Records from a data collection
□ □ □

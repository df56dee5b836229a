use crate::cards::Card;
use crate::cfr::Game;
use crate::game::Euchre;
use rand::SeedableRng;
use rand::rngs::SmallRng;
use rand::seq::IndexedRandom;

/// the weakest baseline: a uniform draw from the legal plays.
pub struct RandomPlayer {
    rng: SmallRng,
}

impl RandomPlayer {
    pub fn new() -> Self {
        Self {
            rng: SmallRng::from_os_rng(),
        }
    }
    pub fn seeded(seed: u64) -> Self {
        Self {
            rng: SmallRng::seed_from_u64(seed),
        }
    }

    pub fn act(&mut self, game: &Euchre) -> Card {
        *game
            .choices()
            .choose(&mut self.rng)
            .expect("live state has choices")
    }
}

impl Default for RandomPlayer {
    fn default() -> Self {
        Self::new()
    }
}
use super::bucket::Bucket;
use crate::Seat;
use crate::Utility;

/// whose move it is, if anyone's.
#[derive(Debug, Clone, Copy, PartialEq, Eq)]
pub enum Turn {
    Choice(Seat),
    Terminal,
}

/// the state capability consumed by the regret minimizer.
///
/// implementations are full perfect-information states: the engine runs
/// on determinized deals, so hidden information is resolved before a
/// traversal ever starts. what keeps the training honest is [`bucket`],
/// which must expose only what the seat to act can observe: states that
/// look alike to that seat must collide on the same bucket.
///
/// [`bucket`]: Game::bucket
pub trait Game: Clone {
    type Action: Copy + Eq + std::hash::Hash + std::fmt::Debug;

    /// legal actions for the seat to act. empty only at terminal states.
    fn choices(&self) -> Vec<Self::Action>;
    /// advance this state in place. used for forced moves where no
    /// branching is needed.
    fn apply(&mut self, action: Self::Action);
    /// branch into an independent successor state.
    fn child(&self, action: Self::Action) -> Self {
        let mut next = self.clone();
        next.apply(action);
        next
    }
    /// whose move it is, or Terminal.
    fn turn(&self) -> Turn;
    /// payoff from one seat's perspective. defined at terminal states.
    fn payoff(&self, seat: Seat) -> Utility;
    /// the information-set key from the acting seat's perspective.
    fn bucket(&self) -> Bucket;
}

□ □ □

# Task prompt:
All the records, from start to finish, are to be repeated exactly.

# Solution to the exercise:
repository df56dee5b836229a
use crate::cards::Card;
use crate::cfr::Game;
use crate::game::Euchre;
use rand::SeedableRng;
use rand::rngs::SmallRng;
use rand::seq::IndexedRandom;

/// the weakest baseline: a uniform draw from the legal plays.
pub struct RandomPlayer {
    rng: SmallRng,
}

impl RandomPlayer {
    pub fn new() -> Self {
        Self {
            rng: SmallRng::from_os_rng(),
        }
    }
    pub fn seeded(seed: u64) -> Self {
        Self {
            rng: SmallRng::seed_from_u64(seed),
        }
    }

    pub fn act(&mut self, game: &Euchre) -> Card {
        *game
            .choices()
            .choose(&mut self.rng)
            .expect("live state has choices")
    }
}

impl Default for RandomPlayer {
    fn default() -> Self {
        Self::new()
    }
}
use super::bucket::Bucket;
use crate::Seat;
use crate::Utility;

/// whose move it is, if anyone's.
#[derive(Debug, Clone, Copy, PartialEq, Eq)]
pub enum Turn {
    Choice(Seat),
    Terminal,
}

/// the state capability consumed by the regret minimizer.
///
/// implementations are full perfect-information states: the engine runs
/// on determinized deals, so hidden information is resolved before a
/// traversal ever starts. what keeps the training honest is [`bucket`],
/// which must expose only what the seat to act can observe: states that
/// look alike to that seat must collide on the same bucket.
///
/// [`bucket`]: Game::bucket
pub trait Game: Clone {
    type Action: Copy + Eq + std::hash::Hash + std::fmt::Debug;

    /// legal actions for the seat to act. empty only at terminal states.
    fn choices(&self) -> Vec<Self::Action>;
    /// advance this state in place. used for forced moves where no
    /// branching is needed.
    fn apply(&mut self, action: Self::Action);
    /// branch into an independent successor state.
    fn child(&self, action: Self::Action) -> Self {
        let mut next = self.clone();
        next.apply(action);
        next
    }
    /// whose move it is, or Terminal.
    fn turn(&self) -> Turn;
    /// payoff from one seat's perspective. defined at terminal states.
    fn payoff(&self, seat: Seat) -> Utility;
    /// the information-set key from the acting seat's perspective.
    fn bucket(&self) -> Bucket;
}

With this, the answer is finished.